Antiphospholipid antibodies are common in lupus patients. While small numbers of these antibodies do not normally cause problems, large numbers of antiphospholipid antibodies can cause severe blood clots. These blood clots are partly caused by the immune system, through immune cells known as neutrophils. Neutrophils patrol the blood and help protect the body against infection from viruses and bacteria. In patients with antiphospholipid syndrome (APS), antiphospholipid antibodies encourage neutrophils to “wake up” and take action even when they shouldn’t. The neutrophils respond by releasing webs made up of DNA and sticky proteins called NETs to trap nearby cells and pathogens. While this helps the body get rid of infection, too many NETs can cause blood clots. To reduce this possibility, patients with APS take anticoagulant medications to prevent blood clotting.
Early on in the SARS-CoV-2 pandemic, doctors realized that blood clotting is a major complication of COVID-19. But the cause of the clotting was unknown, since most patients had a normal amount of clotting proteins in their blood. Reports that several COVID-19 patients had antiphospholipid antibodies led Dr. Knight’s team to investigate whether an APS-like immune response could be causing the blood clots in COVID-19 patients.
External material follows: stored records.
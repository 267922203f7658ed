//! Nyquist-interval unfolding.

use ndarray::Array3;

use boreas_volume::Moment;

use crate::config::DealiasConfig;
use crate::model::ModelQuantities;

/// Result of the unfolding search.
#[derive(Debug, Clone)]
pub struct Unfolded {
    /// Dealiased radial velocity per gate.
    pub dvrads: Array3<f64>,
    /// Chosen interval multiplier per gate (meaningful only where
    /// `dvrads` is defined).
    pub multipliers: Array3<i32>,
}

/// Unfolds every gate that has both a measurement and a modelled
/// velocity.
///
/// For each such gate the integer `k` with the smallest
/// `|meas + 2·k·vny − model|` is selected from `[-n_max, n_max]`, where
/// `n_max = floor(max_wind / vny_min)`; ties resolve to the smaller
/// `|k|` (and to the positive `k` between equals). The dealiased value is
/// `meas + 2·k·vny`. Gates without a model, a measurement or a defined
/// azimuthal derivative stay NaN.
pub fn unfold(
    vrad: &Moment,
    qty: &ModelQuantities,
    w_models: &Array3<f64>,
    config: &DealiasConfig,
) -> Unfolded {
    let dim = vrad.meas.dim();
    let mut dvrads = Array3::from_elem(dim, f64::NAN);
    let mut multipliers = Array3::from_elem(dim, 0_i32);

    let n_max = if qty.vny_min.is_finite() && qty.vny_min > 0.0 {
        (config.max_wind() / qty.vny_min).floor() as i32
    } else {
        0
    };

    for e in 0..vrad.nel() {
        let vny = vrad.vnys[e];
        for a in 0..vrad.naz[e] {
            for r in 0..vrad.nr[e] {
                let model = w_models[[e, a, r]];
                let meas = vrad.meas[[e, a, r]];
                if model.is_nan() || meas.is_nan() {
                    continue;
                }
                let k = best_multiplier(meas, model, vny, n_max);
                multipliers[[e, a, r]] = k;
                if !qty.d[[e, a, r]].is_nan() {
                    dvrads[[e, a, r]] = meas + 2.0 * f64::from(k) * vny;
                }
            }
        }
    }

    Unfolded {
        dvrads,
        multipliers,
    }
}

/// Picks the interval multiplier closest to the model: candidates are
/// tried in the order `0, +1, -1, +2, -2, ...` and only a strictly
/// smaller distance replaces the incumbent, so ties keep the earlier
/// candidate.
fn best_multiplier(meas: f64, model: f64, vny: f64, n_max: i32) -> i32 {
    let mut best_k = 0;
    let mut best = (meas - model).abs();
    for magnitude in 1..=n_max {
        for k in [magnitude, -magnitude] {
            let distance = (meas + 2.0 * f64::from(k) * vny - model).abs();
            if distance < best {
                best = distance;
                best_k = k;
            }
        }
    }
    best_k
}

#[cfg(test)]
mod tests {
    use super::*;

    #[test]
    fn zero_multiplier_when_model_close() {
        assert_eq!(best_multiplier(1.0, 0.0, 10.0, 4), 0);
    }

    #[test]
    fn picks_folded_interval() {
        // True velocity 15 folded to -5 with vny = 10; model near truth.
        assert_eq!(best_multiplier(-5.0, 14.0, 10.0, 4), 1);
        // And the mirrored case.
        assert_eq!(best_multiplier(5.0, -14.0, 10.0, 4), -1);
    }

    #[test]
    fn respects_search_bound() {
        // Model far beyond the allowed band: the best in-band multiplier
        // still wins.
        assert_eq!(best_multiplier(0.0, 100.0, 10.0, 2), 2);
    }

    #[test]
    fn tie_prefers_smaller_magnitude() {
        // meas = -vny: k = 0 gives |-10 - 0| = 10, k = 1 gives |10 - 0| = 10.
        assert_eq!(best_multiplier(-10.0, 0.0, 10.0, 4), 0);
        // Same tie on the other side.
        assert_eq!(best_multiplier(10.0, 0.0, 10.0, 4), 0);
    }

    #[test]
    fn equidistant_pairs_keep_the_identity() {
        // meas == model: every +m/-m pair ties at 2*m*vny, so nothing
        // ever strictly beats the first candidate, k = 0.
        assert_eq!(best_multiplier(3.0, 3.0, 10.0, 4), 0);
    }

    #[test]
    fn zero_bound_forces_identity() {
        assert_eq!(best_multiplier(-5.0, 14.0, 10.0, 0), 0);
    }
}
//! Coarse-grid preparation.

use ndarray::Array3;

use boreas_volume::grid::linspace;
use boreas_volume::Moment;

use crate::config::SuperobConfig;

/// Builds the coarse counterpart of `source`.
///
/// Per elevation, ray and gate counts divide by the fold factors
/// (truncating; leftover source gates and rays are dropped), the gate
/// length multiplies by the radial factor, and fresh uniform azimuth and
/// range grids are laid out. Dataset identifiers and elevation angles
/// carry over so the write path can address the original groups. The
/// measurement cube is allocated all-NaN at the coarse dimensions.
pub fn coarse_moment(source: &Moment, config: &SuperobConfig) -> Moment {
    let bin_f = config.range_bin_factor();
    let ray_f = config.ray_angle_factor();
    let nel = source.nel();

    let naz: Vec<usize> = source.naz.iter().map(|&n| n / ray_f).collect();
    let nr: Vec<usize> = source.nr.iter().map(|&n| n / bin_f).collect();
    let naz_max = naz.iter().copied().max().unwrap_or(0);
    let nr_max = nr.iter().copied().max().unwrap_or(0);

    let mut azimuths = Vec::with_capacity(nel);
    let mut ranges = Vec::with_capacity(nel);
    let mut rscales = Vec::with_capacity(nel);
    for e in 0..nel {
        let rstart = source.rstarts[e];
        let rscale = bin_f as f64 * source.rscales[e];
        azimuths.push(linspace(0.0, 2.0 * std::f64::consts::PI, naz[e]));
        ranges.push(linspace(rstart, rstart + rscale * nr[e] as f64, nr[e]));
        rscales.push(rscale);
    }

    Moment {
        datasets: source.datasets.clone(),
        elangles: source.elangles.clone(),
        naz,
        nr,
        azimuths,
        ranges,
        rstarts: source.rstarts.clone(),
        rscales,
        vnys: source.vnys.clone(),
        meas: Array3::from_elem((nel, naz_max, nr_max), f64::NAN),
        ths: None,
        quals: None,
        zs: None,
    }
}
To see if this was the case, he and his colleagues tested blood samples from 172 patients hospitalized with severe COVID-19. Dr. Knight’s team found that 52% of the patients had antiphospholipid antibodies, with some patients having large numbers. He and his team then looked at the effect of these antibodies on neutrophils. In most patients, the number of antiphospholipid antibodies corresponded to the number of neutrophils releasing NETs, suggesting that an APS-like immune response may be occurring. But this was not enough to determine if the antiphospholipid antibodies caused blood clots.
To test if the antiphospholipid antibodies caused blood clots in COVID-19 patients, Dr. Knight’s team took antibodies from COVID-19 patients and injected them into mice, allowing the team to measure the impact of the antibodies on blood clotting. Antiphospholipid antibodies from COVID-19 patients did in fact cause blood clotting in the mice. In addition, both human and mouse neutrophils responded to the antibodies by releasing their NETs. These data suggest that blood clotting during severe COVID-19 may be due at least in part to antiphospholipid antibodies in some patients.
What does this mean for patients with lupus and APS? Dr. Knight suggested to LRA that the formation of emergency antiphospholipid antibodies is likely relatively unique to patients with severe COVID-19, and he does not think individuals in the community with lupus or APS should be overly concerned. His hope is that studying these emergency antibodies may help unlock better approaches for treatment of traditional lupus and APS in the future.
Overall, Dr. Knight’s findings help improve the understanding of the immune response during COVID-19 and APS. They also suggest that medications used to prevent blood clots in patients with APS may also help some patients with COVID-19.